[Stored data]
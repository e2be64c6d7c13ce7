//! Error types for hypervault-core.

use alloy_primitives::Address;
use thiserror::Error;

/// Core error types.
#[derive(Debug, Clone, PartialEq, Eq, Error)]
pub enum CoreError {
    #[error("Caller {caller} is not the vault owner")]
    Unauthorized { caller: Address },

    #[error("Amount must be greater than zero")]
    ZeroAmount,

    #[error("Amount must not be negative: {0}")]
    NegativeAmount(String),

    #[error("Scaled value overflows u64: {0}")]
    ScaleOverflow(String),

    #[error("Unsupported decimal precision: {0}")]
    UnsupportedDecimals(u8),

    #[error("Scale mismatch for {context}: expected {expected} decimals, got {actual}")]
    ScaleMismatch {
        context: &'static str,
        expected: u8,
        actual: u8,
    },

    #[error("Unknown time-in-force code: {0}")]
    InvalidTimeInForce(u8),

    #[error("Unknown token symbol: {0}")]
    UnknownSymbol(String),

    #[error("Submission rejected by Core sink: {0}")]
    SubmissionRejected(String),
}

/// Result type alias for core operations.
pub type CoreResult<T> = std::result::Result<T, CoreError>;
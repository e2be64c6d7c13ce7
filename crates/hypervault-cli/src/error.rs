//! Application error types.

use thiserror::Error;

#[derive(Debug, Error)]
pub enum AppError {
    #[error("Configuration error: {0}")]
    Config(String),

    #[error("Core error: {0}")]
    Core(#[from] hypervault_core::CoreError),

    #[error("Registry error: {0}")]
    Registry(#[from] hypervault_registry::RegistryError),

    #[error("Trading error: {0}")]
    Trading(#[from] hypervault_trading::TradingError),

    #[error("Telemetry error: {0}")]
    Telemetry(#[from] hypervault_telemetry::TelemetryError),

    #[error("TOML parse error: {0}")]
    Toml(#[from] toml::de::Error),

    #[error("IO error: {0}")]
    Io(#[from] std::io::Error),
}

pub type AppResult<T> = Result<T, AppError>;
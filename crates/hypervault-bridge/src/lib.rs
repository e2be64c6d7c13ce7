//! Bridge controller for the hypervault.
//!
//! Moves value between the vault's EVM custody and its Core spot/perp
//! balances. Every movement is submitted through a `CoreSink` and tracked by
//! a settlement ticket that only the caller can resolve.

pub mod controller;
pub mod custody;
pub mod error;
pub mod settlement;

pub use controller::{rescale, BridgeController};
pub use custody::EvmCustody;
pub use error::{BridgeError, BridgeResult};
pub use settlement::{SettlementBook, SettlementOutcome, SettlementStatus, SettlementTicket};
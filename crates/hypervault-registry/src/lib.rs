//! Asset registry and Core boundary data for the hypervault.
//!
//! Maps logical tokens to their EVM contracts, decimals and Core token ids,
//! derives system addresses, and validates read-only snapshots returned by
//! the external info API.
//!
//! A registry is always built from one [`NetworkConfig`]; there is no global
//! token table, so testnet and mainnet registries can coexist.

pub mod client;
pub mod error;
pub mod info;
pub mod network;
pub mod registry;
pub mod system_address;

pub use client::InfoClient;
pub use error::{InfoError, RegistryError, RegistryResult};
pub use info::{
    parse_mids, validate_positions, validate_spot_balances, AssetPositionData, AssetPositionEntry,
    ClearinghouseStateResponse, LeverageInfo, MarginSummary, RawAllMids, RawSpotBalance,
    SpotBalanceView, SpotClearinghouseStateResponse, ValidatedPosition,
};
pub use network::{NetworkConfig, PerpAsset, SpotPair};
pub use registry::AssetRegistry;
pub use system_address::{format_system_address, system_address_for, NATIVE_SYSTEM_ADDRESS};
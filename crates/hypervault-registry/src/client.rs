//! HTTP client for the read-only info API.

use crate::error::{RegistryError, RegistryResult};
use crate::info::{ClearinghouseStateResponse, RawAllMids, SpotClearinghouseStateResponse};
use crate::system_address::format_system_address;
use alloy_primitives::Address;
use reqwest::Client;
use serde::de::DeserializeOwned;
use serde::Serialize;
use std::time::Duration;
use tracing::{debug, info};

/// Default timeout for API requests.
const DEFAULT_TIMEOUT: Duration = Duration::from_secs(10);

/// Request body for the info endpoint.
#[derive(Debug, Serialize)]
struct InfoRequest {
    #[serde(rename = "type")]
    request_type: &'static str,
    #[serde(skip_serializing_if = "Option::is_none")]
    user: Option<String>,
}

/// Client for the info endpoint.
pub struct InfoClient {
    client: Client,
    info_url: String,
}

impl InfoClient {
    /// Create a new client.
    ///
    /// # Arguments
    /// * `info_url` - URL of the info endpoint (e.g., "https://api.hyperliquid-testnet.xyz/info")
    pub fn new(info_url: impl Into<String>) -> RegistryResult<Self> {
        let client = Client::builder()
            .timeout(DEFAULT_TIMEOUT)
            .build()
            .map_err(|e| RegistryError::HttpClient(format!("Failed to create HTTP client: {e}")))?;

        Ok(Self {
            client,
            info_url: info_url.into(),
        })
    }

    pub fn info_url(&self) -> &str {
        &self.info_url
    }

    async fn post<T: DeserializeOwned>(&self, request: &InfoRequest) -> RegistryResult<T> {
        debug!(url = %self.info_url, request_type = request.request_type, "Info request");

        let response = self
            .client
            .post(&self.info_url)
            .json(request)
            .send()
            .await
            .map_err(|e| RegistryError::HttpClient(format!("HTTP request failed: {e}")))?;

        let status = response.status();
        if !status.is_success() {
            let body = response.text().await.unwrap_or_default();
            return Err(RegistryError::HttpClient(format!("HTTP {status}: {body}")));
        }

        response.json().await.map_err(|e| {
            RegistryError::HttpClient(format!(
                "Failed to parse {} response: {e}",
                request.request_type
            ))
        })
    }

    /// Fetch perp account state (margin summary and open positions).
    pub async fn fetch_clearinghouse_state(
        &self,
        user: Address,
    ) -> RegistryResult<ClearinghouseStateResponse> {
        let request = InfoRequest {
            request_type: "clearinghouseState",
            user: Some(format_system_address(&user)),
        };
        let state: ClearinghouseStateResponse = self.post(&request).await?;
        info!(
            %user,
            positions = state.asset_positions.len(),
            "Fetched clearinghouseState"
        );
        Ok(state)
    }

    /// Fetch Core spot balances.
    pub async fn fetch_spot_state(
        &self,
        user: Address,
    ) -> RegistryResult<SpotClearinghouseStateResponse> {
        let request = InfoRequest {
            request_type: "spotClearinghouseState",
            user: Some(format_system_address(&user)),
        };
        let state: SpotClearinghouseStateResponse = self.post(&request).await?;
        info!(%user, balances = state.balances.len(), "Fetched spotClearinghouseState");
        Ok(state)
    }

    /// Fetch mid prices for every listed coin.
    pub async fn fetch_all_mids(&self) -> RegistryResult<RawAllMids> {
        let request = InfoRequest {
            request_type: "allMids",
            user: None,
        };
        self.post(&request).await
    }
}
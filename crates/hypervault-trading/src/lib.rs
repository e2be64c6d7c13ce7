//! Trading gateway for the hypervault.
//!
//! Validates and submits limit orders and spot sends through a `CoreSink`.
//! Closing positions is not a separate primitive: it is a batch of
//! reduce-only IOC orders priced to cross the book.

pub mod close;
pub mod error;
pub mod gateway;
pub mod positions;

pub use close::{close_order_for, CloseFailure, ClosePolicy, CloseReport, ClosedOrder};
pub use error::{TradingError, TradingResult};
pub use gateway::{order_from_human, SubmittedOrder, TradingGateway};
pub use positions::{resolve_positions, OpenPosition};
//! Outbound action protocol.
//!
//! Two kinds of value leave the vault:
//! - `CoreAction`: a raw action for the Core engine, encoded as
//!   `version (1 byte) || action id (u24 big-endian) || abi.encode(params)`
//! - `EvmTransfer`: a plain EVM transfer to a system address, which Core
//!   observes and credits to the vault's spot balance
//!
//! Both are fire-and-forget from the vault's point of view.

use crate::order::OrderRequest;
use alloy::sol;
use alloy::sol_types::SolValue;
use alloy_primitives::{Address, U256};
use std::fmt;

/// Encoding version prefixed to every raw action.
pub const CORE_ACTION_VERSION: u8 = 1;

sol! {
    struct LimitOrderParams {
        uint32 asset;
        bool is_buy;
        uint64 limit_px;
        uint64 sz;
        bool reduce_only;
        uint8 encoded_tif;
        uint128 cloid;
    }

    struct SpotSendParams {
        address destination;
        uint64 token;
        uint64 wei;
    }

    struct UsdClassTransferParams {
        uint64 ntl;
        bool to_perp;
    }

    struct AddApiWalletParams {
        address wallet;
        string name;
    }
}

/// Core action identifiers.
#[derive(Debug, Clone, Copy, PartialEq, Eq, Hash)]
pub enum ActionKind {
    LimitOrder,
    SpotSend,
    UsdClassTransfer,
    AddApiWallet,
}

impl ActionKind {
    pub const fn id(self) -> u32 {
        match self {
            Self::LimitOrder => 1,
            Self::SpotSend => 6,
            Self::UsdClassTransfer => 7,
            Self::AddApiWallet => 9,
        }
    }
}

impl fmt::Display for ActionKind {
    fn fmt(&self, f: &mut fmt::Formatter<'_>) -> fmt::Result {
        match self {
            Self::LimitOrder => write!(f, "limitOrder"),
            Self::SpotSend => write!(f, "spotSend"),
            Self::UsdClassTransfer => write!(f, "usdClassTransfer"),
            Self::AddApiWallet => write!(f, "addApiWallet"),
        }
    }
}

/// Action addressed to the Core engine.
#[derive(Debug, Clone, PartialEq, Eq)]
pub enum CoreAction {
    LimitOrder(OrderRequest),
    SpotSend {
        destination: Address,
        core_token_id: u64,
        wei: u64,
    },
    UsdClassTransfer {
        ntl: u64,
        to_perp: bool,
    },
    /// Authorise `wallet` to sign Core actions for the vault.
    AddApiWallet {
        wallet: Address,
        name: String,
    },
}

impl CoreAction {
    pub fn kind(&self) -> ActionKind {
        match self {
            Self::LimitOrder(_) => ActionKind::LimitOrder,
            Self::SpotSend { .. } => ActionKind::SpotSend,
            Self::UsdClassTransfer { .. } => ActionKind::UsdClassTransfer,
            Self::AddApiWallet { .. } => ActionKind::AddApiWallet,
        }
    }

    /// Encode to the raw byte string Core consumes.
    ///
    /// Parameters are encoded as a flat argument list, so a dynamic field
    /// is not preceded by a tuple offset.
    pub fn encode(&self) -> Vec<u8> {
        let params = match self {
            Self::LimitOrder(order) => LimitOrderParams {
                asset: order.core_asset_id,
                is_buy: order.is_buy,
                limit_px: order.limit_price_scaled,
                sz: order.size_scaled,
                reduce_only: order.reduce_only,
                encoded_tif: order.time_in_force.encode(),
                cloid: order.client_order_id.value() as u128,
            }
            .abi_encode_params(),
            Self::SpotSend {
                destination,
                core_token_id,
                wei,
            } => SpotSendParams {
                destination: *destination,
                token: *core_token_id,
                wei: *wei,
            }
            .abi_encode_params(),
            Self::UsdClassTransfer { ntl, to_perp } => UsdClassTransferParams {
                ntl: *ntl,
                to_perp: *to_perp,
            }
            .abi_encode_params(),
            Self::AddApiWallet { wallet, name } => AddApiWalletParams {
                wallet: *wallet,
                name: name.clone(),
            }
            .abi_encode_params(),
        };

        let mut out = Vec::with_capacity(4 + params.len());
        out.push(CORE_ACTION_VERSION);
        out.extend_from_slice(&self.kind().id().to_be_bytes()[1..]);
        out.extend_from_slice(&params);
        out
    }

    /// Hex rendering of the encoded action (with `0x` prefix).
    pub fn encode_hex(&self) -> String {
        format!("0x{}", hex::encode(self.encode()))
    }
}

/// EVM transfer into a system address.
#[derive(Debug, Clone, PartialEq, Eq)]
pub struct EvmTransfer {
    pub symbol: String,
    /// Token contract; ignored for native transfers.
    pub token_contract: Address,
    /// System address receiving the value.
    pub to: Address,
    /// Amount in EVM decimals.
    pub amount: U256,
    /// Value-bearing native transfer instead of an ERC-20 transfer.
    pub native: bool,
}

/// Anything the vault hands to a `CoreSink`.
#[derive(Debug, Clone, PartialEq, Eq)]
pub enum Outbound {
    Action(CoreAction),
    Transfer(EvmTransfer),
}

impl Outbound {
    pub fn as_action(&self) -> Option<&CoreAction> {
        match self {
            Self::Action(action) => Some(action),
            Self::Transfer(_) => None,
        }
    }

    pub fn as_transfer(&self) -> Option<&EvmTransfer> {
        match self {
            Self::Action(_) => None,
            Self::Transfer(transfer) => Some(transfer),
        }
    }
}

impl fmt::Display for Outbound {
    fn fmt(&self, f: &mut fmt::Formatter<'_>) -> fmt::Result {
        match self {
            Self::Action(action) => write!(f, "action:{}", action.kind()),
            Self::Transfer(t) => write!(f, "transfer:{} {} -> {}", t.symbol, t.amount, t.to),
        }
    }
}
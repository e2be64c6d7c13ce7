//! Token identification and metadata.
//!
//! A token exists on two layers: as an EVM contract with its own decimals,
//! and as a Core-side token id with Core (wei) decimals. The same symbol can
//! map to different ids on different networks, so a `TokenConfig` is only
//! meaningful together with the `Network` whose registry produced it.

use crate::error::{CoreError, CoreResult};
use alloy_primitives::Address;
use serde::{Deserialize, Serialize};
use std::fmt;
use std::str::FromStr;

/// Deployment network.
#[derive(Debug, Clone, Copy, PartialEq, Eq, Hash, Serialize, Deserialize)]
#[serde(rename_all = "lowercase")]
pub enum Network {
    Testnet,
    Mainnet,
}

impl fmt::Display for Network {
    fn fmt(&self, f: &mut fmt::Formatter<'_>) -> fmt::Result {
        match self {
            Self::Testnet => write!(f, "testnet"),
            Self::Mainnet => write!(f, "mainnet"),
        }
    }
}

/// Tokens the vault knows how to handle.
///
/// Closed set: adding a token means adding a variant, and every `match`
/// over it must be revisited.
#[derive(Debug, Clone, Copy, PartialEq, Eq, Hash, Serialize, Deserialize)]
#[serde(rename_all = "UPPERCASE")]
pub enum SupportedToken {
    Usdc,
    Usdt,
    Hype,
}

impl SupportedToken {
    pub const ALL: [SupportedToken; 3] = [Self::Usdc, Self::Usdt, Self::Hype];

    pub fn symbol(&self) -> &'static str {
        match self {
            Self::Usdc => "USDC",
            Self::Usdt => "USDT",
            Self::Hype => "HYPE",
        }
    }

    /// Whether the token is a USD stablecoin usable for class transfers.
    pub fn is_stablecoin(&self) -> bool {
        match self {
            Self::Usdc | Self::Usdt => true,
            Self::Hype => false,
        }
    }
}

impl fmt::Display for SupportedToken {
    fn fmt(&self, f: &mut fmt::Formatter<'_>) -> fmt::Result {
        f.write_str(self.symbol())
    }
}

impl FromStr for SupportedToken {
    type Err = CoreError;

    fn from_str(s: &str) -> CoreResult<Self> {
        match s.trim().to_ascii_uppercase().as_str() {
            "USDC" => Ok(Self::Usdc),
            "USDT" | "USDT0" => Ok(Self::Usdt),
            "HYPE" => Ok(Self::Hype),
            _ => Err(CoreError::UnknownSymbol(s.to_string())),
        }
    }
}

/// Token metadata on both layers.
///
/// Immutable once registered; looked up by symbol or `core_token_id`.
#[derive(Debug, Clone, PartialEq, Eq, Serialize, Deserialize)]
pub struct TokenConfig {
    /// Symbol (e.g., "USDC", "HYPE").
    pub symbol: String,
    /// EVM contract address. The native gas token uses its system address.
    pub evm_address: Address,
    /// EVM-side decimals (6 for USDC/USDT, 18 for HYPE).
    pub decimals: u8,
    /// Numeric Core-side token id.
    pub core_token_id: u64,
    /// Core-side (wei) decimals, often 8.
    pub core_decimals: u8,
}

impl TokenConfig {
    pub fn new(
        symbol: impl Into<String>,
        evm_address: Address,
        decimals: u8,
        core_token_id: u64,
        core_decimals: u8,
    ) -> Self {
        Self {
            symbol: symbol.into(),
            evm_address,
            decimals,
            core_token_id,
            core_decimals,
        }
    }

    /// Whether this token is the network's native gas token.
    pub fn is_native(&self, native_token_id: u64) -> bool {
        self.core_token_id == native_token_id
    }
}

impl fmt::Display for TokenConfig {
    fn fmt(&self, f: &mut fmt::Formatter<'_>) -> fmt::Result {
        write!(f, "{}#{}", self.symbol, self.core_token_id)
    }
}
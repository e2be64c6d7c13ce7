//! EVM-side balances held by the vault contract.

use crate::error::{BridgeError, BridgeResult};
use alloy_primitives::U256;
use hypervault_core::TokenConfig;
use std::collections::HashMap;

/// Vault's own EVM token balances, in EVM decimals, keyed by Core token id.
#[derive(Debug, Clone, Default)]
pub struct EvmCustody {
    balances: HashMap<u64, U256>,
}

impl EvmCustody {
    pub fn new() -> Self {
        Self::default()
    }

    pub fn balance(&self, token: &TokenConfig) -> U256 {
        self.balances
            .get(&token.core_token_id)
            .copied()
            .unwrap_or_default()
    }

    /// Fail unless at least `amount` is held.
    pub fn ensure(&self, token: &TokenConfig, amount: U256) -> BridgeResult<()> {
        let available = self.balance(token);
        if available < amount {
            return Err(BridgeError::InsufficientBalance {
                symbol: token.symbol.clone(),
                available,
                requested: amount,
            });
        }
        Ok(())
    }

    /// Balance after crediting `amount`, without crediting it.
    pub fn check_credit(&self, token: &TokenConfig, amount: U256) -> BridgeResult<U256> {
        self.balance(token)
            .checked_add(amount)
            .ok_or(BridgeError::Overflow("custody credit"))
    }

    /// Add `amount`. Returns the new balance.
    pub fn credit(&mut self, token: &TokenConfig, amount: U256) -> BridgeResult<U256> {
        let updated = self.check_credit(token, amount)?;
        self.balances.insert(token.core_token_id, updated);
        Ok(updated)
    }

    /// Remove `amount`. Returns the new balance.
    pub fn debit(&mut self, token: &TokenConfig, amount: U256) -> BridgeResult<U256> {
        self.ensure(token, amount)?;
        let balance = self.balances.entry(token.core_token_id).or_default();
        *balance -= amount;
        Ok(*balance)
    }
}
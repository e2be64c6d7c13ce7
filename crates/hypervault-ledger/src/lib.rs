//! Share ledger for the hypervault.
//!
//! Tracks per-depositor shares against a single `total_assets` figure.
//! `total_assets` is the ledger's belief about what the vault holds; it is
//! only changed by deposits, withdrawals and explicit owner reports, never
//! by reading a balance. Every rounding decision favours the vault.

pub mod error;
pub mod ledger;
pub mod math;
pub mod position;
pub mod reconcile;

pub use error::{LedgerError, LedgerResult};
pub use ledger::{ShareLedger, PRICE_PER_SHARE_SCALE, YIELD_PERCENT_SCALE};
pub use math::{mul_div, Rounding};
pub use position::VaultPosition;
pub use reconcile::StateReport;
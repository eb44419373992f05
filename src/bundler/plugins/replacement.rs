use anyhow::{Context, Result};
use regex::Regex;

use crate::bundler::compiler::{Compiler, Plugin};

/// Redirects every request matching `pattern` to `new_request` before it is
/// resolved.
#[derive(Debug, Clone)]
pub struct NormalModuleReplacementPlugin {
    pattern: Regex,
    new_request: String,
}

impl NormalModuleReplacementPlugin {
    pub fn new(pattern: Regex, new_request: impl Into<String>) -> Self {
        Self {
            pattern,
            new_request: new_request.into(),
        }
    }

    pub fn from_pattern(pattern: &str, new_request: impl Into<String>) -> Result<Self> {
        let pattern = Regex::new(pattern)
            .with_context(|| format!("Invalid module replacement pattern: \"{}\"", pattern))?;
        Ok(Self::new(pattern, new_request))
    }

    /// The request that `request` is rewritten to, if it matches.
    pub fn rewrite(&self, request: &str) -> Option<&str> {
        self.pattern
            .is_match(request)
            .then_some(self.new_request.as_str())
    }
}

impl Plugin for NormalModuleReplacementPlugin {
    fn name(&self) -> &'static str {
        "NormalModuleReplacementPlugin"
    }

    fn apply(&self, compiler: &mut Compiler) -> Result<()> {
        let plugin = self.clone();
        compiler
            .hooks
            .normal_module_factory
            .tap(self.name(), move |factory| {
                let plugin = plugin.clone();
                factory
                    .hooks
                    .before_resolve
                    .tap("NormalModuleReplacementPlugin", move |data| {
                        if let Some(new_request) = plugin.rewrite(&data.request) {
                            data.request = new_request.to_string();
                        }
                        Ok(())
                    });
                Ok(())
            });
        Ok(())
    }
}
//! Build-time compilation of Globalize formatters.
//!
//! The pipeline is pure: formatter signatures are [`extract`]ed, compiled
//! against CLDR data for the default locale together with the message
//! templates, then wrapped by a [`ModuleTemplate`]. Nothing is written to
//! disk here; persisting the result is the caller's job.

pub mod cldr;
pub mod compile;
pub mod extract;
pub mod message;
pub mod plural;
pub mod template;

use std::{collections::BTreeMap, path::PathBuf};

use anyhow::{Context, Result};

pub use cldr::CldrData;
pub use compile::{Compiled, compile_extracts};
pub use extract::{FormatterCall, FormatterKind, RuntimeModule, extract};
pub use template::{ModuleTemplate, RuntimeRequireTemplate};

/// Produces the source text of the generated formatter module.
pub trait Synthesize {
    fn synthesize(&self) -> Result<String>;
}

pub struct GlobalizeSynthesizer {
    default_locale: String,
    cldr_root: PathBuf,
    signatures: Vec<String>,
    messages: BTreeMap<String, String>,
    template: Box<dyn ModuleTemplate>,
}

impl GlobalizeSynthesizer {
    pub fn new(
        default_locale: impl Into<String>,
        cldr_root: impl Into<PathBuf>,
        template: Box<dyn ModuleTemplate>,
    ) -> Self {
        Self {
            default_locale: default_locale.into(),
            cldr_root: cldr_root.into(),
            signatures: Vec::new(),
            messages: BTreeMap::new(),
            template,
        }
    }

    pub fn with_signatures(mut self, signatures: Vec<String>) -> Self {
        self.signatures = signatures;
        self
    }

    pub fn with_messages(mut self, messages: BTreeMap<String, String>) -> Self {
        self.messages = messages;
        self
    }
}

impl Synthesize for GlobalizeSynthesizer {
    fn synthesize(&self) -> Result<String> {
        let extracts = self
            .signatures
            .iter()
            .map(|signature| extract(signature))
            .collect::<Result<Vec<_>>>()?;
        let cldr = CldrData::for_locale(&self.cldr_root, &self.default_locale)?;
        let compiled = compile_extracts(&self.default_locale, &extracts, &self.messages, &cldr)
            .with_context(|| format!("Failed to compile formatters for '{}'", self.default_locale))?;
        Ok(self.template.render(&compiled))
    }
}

◆ Work instruction: Whenever the word "against" shows up in a line of the entries, copy that line.

◆ Expected answer:
//! Tracks per-depositor shares against a single `total_assets` figure.
//! against CLDR data for the default locale together with the message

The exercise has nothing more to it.